What you will do: Search the material below for the string "fresh". Return every line that holds it.

+ + + + + + +

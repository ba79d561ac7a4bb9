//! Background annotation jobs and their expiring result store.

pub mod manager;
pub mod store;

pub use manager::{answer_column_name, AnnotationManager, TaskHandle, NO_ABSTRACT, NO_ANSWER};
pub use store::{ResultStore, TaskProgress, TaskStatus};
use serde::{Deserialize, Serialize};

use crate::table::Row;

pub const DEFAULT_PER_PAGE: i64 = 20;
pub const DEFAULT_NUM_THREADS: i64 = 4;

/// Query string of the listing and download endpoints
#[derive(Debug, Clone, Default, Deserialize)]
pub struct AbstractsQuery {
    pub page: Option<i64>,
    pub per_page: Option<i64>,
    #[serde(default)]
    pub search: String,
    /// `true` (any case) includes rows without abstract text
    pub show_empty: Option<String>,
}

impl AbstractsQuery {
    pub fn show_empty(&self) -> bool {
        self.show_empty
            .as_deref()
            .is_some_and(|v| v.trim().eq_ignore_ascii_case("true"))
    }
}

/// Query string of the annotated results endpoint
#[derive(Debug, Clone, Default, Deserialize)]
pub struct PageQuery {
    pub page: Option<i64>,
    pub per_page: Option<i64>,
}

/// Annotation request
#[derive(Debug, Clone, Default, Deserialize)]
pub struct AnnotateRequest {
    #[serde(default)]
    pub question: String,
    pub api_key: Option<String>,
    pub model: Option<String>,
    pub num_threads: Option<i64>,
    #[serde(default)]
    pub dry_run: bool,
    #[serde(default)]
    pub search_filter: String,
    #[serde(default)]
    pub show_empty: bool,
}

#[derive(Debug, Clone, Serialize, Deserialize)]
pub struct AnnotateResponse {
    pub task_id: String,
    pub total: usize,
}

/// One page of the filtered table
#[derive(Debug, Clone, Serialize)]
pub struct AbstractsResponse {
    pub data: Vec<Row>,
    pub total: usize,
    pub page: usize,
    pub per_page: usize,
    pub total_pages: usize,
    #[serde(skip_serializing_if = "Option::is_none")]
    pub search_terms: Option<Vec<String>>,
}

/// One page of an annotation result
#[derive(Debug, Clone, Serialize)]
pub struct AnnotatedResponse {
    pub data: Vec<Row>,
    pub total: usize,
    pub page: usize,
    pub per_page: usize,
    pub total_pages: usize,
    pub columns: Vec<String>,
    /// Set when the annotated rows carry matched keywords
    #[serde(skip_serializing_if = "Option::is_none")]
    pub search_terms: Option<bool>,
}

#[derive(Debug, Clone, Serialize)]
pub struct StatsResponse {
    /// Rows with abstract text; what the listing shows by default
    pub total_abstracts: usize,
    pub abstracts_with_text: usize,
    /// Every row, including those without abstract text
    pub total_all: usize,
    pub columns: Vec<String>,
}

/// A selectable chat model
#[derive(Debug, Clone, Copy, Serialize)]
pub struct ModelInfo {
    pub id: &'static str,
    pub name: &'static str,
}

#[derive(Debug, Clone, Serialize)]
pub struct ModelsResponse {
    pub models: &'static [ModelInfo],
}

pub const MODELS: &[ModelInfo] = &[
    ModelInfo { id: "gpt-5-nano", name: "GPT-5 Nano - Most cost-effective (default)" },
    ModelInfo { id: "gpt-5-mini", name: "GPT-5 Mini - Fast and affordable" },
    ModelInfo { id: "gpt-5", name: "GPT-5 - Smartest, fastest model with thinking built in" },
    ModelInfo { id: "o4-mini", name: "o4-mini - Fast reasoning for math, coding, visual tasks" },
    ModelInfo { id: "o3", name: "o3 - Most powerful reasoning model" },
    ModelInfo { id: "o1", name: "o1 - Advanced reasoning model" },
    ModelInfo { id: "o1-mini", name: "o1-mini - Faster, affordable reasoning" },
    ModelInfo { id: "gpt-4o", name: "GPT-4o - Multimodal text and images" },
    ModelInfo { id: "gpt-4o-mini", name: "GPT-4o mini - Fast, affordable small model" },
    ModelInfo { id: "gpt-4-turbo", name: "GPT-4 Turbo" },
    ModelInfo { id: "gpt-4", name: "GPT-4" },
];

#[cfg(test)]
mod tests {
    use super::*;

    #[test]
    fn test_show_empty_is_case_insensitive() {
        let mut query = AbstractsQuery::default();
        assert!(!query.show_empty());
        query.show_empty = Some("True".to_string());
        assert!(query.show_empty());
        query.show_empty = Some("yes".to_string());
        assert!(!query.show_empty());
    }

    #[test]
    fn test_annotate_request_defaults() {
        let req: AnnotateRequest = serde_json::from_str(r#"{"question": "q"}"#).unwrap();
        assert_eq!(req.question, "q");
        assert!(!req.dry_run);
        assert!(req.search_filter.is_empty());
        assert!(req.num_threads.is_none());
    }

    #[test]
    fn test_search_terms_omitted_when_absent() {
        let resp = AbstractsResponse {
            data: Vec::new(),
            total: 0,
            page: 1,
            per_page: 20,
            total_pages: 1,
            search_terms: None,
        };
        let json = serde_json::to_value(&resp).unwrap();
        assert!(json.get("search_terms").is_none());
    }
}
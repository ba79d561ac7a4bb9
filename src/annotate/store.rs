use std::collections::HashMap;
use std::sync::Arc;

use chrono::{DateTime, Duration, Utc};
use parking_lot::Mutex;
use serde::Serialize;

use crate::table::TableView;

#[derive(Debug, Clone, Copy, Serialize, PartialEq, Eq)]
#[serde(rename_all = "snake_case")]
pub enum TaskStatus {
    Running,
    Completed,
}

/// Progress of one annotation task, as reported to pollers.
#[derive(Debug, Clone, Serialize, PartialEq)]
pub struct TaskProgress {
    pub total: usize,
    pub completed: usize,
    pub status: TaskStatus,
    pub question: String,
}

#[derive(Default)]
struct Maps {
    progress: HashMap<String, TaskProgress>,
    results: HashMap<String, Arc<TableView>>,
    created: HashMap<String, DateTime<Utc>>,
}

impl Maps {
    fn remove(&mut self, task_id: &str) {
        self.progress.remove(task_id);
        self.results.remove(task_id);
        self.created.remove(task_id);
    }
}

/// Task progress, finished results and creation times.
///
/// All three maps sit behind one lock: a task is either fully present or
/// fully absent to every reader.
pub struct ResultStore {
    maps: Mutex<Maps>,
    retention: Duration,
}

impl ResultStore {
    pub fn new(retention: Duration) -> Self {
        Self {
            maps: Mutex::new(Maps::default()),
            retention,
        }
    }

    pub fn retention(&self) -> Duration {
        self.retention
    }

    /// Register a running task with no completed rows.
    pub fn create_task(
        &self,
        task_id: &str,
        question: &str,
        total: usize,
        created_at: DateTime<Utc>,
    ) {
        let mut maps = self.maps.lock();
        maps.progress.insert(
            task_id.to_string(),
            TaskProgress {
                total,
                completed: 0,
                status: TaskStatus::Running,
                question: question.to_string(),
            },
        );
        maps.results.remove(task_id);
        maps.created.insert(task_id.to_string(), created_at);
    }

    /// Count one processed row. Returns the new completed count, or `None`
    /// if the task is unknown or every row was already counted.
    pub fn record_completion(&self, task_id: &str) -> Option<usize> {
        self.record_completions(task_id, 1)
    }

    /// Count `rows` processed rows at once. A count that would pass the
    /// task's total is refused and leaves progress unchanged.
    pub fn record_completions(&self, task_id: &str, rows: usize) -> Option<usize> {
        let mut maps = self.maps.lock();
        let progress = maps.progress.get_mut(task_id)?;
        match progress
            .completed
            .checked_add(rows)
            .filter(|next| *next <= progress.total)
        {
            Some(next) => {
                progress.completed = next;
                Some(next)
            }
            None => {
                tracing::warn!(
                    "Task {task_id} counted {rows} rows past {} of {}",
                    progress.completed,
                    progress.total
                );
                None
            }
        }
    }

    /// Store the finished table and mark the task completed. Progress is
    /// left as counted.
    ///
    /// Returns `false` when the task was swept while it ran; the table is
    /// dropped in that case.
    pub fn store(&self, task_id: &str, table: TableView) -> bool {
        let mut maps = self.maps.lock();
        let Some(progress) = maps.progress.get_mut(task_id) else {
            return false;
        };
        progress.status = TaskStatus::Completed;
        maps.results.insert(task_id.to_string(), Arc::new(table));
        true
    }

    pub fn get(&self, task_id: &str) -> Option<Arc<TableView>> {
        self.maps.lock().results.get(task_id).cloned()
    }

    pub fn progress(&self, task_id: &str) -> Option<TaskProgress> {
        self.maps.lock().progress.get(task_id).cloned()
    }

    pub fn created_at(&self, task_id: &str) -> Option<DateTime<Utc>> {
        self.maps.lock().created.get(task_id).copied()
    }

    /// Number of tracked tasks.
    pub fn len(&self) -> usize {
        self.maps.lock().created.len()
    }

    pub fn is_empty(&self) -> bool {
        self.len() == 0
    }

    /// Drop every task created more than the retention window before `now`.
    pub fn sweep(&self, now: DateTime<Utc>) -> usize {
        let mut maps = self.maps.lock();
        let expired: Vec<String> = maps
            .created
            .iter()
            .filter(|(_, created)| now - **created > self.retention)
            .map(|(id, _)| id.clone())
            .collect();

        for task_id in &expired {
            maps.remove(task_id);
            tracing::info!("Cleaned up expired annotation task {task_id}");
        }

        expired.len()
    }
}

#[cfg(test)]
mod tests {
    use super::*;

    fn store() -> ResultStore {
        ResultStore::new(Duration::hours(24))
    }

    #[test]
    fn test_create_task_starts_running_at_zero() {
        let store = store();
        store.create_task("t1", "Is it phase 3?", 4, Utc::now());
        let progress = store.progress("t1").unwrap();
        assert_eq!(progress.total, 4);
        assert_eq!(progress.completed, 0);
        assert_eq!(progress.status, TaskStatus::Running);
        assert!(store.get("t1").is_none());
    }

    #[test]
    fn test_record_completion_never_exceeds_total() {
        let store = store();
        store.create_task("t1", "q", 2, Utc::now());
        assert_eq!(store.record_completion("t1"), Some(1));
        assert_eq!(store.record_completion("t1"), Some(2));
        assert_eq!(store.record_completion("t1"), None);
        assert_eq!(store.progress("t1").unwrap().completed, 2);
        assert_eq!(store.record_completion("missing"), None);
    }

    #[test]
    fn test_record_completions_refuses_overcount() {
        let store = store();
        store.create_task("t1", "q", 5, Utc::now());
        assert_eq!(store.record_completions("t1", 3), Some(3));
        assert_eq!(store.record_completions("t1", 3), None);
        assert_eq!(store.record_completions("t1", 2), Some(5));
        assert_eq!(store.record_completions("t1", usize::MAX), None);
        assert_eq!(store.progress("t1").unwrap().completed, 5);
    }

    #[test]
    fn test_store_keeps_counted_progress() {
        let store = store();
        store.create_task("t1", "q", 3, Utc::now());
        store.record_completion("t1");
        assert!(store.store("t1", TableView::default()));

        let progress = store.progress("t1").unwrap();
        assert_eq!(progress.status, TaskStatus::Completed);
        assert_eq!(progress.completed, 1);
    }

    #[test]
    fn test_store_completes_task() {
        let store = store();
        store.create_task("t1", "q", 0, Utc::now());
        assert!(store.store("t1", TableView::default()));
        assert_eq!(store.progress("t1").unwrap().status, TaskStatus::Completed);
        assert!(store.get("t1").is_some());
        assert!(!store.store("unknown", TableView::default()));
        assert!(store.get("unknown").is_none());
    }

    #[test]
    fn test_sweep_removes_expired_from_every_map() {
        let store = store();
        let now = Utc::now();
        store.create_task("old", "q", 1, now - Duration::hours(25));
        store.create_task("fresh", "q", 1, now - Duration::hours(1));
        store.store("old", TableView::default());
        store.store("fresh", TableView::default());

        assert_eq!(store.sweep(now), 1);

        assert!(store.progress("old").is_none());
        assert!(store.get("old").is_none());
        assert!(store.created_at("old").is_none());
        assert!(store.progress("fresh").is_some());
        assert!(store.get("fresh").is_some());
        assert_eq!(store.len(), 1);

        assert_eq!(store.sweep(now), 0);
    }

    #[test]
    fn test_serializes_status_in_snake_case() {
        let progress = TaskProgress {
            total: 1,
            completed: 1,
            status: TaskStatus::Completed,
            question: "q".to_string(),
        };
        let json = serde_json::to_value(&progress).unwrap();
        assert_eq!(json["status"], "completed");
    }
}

+ + + + + + +

Reply to the exercise:
        store.create_task("fresh", "q", 1, now - Duration::hours(1));
        store.store("fresh", TableView::default());
        assert!(store.progress("fresh").is_some());
        assert!(store.get("fresh").is_some());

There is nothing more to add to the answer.